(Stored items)
■ ■ ■ ■ ■ ■ ■

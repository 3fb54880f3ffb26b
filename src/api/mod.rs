pub mod delineation;
pub mod geocode;

pub use delineation::{ServiceConfig, delineate, delineate_many, streamline_tiles};
pub use geocode::{GeocodedPlace, geocode_place};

■ ■ ■ ■ ■ ■ ■

▸ **YOUR GOAL**: A full, exact repeat of the entries above is required.

▸ **REPLY TO THE EXERCISE**:
repository 3fb54880f3ffb26b
filename src/api/mod.rs
pub mod delineation;
pub mod geocode;

pub use delineation::{ServiceConfig, delineate, delineate_many, streamline_tiles};
pub use geocode::{GeocodedPlace, geocode_place};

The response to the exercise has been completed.